* [Requirement] Exactly as they appear below, repeat the lines from the one with "pub enum Endpoint" through the one with "files stay readable.", and no others.

(Stored data entries)
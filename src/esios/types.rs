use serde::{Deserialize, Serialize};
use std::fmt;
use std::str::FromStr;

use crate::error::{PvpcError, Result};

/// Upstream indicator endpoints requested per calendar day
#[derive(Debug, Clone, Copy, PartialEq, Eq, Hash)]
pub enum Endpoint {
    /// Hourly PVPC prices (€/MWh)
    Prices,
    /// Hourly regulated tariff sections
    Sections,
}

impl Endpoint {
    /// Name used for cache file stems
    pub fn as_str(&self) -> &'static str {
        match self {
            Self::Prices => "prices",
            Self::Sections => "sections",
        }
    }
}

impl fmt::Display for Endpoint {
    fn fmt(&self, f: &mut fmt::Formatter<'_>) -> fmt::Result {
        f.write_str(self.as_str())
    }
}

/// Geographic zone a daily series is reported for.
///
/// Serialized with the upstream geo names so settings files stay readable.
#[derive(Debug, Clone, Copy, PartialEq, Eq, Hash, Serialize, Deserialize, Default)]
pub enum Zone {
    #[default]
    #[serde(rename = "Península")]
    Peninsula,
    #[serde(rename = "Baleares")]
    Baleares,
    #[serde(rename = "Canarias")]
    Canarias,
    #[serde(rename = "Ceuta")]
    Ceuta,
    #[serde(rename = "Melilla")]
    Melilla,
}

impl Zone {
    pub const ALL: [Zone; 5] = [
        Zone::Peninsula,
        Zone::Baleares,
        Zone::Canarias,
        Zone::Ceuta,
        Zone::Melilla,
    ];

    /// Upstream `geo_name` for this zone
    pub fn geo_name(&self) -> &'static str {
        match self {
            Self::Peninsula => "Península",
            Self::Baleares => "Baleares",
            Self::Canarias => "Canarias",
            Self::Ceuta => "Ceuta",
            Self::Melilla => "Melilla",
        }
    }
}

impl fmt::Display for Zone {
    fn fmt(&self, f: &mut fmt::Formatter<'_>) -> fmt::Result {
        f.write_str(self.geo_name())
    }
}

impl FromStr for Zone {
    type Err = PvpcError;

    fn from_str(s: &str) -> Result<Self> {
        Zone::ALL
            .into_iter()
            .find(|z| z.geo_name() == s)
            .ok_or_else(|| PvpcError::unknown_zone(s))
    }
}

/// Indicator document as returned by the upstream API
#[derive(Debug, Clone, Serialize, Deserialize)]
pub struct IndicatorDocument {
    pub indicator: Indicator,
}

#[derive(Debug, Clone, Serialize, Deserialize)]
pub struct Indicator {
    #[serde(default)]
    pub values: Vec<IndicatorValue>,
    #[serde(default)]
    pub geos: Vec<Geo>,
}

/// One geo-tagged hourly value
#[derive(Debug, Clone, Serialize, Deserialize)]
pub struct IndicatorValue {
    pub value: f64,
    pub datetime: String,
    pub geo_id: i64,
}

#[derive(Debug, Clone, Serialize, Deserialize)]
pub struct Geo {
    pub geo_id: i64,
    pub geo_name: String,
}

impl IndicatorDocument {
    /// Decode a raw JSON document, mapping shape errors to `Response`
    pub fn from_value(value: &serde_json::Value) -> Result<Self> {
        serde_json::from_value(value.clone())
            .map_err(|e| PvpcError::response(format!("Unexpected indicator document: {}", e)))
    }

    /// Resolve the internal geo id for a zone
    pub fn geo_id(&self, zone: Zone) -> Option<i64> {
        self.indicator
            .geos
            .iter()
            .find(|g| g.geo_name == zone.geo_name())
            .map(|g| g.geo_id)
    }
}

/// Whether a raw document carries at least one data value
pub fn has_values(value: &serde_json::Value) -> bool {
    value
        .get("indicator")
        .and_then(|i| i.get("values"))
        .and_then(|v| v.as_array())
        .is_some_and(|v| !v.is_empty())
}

--

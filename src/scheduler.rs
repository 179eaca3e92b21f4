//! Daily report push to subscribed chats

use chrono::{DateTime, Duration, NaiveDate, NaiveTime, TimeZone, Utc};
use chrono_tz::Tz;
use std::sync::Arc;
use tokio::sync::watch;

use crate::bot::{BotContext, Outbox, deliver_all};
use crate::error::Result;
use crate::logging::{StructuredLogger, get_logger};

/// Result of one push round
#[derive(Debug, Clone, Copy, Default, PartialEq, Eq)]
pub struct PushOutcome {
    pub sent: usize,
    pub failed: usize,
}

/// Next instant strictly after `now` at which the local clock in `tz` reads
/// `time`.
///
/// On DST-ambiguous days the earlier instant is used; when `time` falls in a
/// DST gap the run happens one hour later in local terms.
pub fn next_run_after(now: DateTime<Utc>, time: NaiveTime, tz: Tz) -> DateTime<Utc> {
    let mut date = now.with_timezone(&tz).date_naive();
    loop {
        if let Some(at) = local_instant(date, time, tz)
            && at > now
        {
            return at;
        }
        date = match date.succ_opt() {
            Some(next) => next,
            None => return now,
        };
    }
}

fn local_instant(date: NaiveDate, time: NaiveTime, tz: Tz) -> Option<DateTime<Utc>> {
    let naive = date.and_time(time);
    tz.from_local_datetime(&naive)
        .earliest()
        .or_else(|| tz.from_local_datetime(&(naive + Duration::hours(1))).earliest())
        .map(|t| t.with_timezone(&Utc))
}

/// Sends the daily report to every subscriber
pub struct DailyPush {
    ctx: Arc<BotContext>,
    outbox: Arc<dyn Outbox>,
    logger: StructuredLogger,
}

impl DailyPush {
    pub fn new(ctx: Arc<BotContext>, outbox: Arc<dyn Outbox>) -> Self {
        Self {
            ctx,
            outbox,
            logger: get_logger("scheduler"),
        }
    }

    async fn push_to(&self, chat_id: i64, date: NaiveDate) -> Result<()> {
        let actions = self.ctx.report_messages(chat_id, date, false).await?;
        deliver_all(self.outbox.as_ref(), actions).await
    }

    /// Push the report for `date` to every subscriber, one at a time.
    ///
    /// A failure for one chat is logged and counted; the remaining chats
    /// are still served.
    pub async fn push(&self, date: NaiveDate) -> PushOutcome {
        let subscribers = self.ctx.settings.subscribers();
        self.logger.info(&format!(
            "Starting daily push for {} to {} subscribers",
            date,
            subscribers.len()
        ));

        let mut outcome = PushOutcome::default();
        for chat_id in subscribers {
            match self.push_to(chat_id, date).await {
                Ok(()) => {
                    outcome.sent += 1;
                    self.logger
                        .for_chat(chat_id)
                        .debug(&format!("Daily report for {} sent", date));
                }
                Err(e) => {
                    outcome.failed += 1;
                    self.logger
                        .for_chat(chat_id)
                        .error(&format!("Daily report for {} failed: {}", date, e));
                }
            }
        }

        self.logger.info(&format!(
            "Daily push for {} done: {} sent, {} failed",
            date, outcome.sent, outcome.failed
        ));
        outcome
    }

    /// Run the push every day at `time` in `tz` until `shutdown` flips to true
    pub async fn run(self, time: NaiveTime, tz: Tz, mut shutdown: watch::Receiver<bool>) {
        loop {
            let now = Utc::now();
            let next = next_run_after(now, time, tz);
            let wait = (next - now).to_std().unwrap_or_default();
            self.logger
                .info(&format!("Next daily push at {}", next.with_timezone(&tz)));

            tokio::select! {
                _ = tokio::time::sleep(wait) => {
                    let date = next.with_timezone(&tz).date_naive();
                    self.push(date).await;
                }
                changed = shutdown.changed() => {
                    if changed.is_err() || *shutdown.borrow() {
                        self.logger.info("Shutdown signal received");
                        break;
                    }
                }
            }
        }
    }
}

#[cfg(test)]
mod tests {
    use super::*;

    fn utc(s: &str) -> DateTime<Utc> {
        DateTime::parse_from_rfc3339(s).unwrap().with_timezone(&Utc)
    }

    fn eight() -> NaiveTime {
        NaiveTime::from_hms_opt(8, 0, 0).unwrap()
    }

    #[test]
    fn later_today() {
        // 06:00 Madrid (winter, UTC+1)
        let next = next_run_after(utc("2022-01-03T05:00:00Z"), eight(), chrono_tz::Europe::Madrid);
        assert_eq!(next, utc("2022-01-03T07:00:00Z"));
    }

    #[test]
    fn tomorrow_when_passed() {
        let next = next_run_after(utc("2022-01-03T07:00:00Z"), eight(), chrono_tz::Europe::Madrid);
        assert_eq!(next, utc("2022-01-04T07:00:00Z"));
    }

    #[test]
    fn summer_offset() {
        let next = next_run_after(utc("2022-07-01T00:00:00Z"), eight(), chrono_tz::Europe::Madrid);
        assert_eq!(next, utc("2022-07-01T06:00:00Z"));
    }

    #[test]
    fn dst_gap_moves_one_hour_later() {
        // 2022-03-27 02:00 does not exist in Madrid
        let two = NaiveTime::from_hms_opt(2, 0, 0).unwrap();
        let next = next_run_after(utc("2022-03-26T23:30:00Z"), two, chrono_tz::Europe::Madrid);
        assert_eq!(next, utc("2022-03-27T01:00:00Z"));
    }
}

* [Solved problem]
pub enum Endpoint {
    /// Hourly PVPC prices (€/MWh)
    Prices,
    /// Hourly regulated tariff sections
    Sections,
}

impl Endpoint {
    /// Name used for cache file stems
    pub fn as_str(&self) -> &'static str {
        match self {
            Self::Prices => "prices",
            Self::Sections => "sections",
        }
    }
}

impl fmt::Display for Endpoint {
    fn fmt(&self, f: &mut fmt::Formatter<'_>) -> fmt::Result {
        f.write_str(self.as_str())
    }
}

/// Geographic zone a daily series is reported for.
///
/// Serialized with the upstream geo names so settings files stay readable.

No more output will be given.